Every line of the listing that contains the word "overloads" is to be copied out.

▽

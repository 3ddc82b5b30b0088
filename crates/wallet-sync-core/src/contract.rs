use std::collections::BTreeMap;
use std::sync::Arc;

use alloy::dyn_abi::{DynSolType, JsonAbiExt};
use alloy::json_abi::{Function, JsonAbi};
use alloy::primitives::{Address, Bytes};
use tracing::debug;

use crate::domain::{ConnectionState, SignerHandle};
use crate::ports::PortError;

/// Where a contract lives: one address everywhere, or per chain id.
#[derive(Debug, Clone, PartialEq, Eq)]
pub enum ContractAddress {
    Fixed(Address),
    ByChain(BTreeMap<u64, Address>),
}

impl ContractAddress {
    pub fn resolve(&self, chain_id: u64) -> Option<Address> {
        match self {
            ContractAddress::Fixed(address) => Some(*address),
            ContractAddress::ByChain(table) => table.get(&chain_id).copied(),
        }
    }
}

impl From<Address> for ContractAddress {
    fn from(address: Address) -> Self {
        ContractAddress::Fixed(address)
    }
}

/// A contract ABI bound to an address and the signer that will send to it.
#[derive(Debug, Clone)]
pub struct BoundContract {
    pub address: Address,
    pub abi: Arc<JsonAbi>,
    pub signer: SignerHandle,
    /// Chain the address was resolved for; `None` for [`load_contract`].
    pub chain_id: Option<u64>,
}

impl BoundContract {
    /// ABI-encodes a call. `method_signature` is either a bare name (first
    /// overload wins) or a full `name(type,...)` signature. Arguments are
    /// Solidity literals as a command line would take them: `0xdead...`,
    /// `100`, `[1,2]`, `(true,"x")`.
    pub fn encode_call(&self, method_signature: &str, args: &[String]) -> Result<Bytes, PortError> {
        let function = select_function(&self.abi, method_signature)?;
        if function.inputs.len() != args.len() {
            return Err(PortError::Validation(format!(
                "{} takes {} arguments, got {}",
                function.name,
                function.inputs.len(),
                args.len()
            )));
        }

        let values = function
            .inputs
            .iter()
            .zip(args)
            .map(|(input, arg)| {
                let ty = DynSolType::parse(&input.selector_type()).map_err(|e| {
                    PortError::Validation(format!("unsupported type '{}': {e}", input.ty))
                })?;
                ty.coerce_str(arg).map_err(|e| {
                    PortError::Validation(format!("arg '{}' parse failed: {e}", input.name))
                })
            })
            .collect::<Result<Vec<_>, _>>()?;

        function
            .abi_encode_input(&values)
            .map(Bytes::from)
            .map_err(|e| PortError::Validation(format!("abi encoding failed: {e}")))
    }
}

pub fn parse_abi(abi_json: &str) -> Result<JsonAbi, PortError> {
    serde_json::from_str(abi_json)
        .map_err(|e| PortError::Validation(format!("invalid abi json: {e}")))
}

/// Binds `abi` at an explicit address.
pub fn load_contract(address: Address, abi: Arc<JsonAbi>, signer: SignerHandle) -> BoundContract {
    BoundContract {
        address,
        abi,
        signer,
        chain_id: None,
    }
}

/// Memoized binding for a contract that follows the connection: recomputes
/// only when the signer or the chain id changes.
#[derive(Debug)]
pub struct ContractBinder {
    address: ContractAddress,
    abi: Arc<JsonAbi>,
    inputs: Option<(u64, Option<SignerHandle>)>,
    bound: Option<BoundContract>,
    recomputed: usize,
}

impl ContractBinder {
    pub fn new(address: impl Into<ContractAddress>, abi: JsonAbi) -> Self {
        Self {
            address: address.into(),
            abi: Arc::new(abi),
            inputs: None,
            bound: None,
            recomputed: 0,
        }
    }

    /// Current binding for `state`, or `None` while there is no signer, no
    /// chain, or no address for the chain.
    pub fn bind(&mut self, state: &ConnectionState) -> Option<&BoundContract> {
        let inputs = (state.chain_id, state.signer.clone());
        if self.inputs.as_ref() != Some(&inputs) {
            self.bound = self.compute(inputs.0, inputs.1.as_ref());
            self.inputs = Some(inputs);
            self.recomputed += 1;
        }
        self.bound.as_ref()
    }

    /// How many times the binding was rebuilt.
    pub fn recomputed(&self) -> usize {
        self.recomputed
    }

    fn compute(&self, chain_id: u64, signer: Option<&SignerHandle>) -> Option<BoundContract> {
        let signer = signer?;
        if chain_id == 0 {
            return None;
        }
        let Some(address) = self.address.resolve(chain_id) else {
            debug!(chain_id, "no contract address for chain");
            return None;
        };
        Some(BoundContract {
            address,
            abi: Arc::clone(&self.abi),
            signer: signer.clone(),
            chain_id: Some(chain_id),
        })
    }
}

fn select_function<'a>(
    abi: &'a JsonAbi,
    method_signature: &str,
) -> Result<&'a Function, PortError> {
    let name = method_signature
        .split_once('(')
        .map_or(method_signature, |(name, _)| name);
    let overloads = abi
        .function(name)
        .ok_or_else(|| PortError::Validation(format!("method not found: {name}")))?;

    let found = if name.len() == method_signature.len() {
        overloads.first()
    } else {
        overloads.iter().find(|f| f.signature() == method_signature)
    };
    found.ok_or_else(|| {
        PortError::Validation(format!("method signature not found: {method_signature}"))
    })
}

△

*RESPONSE BELOW*:
    let overloads = abi
        overloads.first()
        overloads.iter().find(|f| f.signature() == method_signature)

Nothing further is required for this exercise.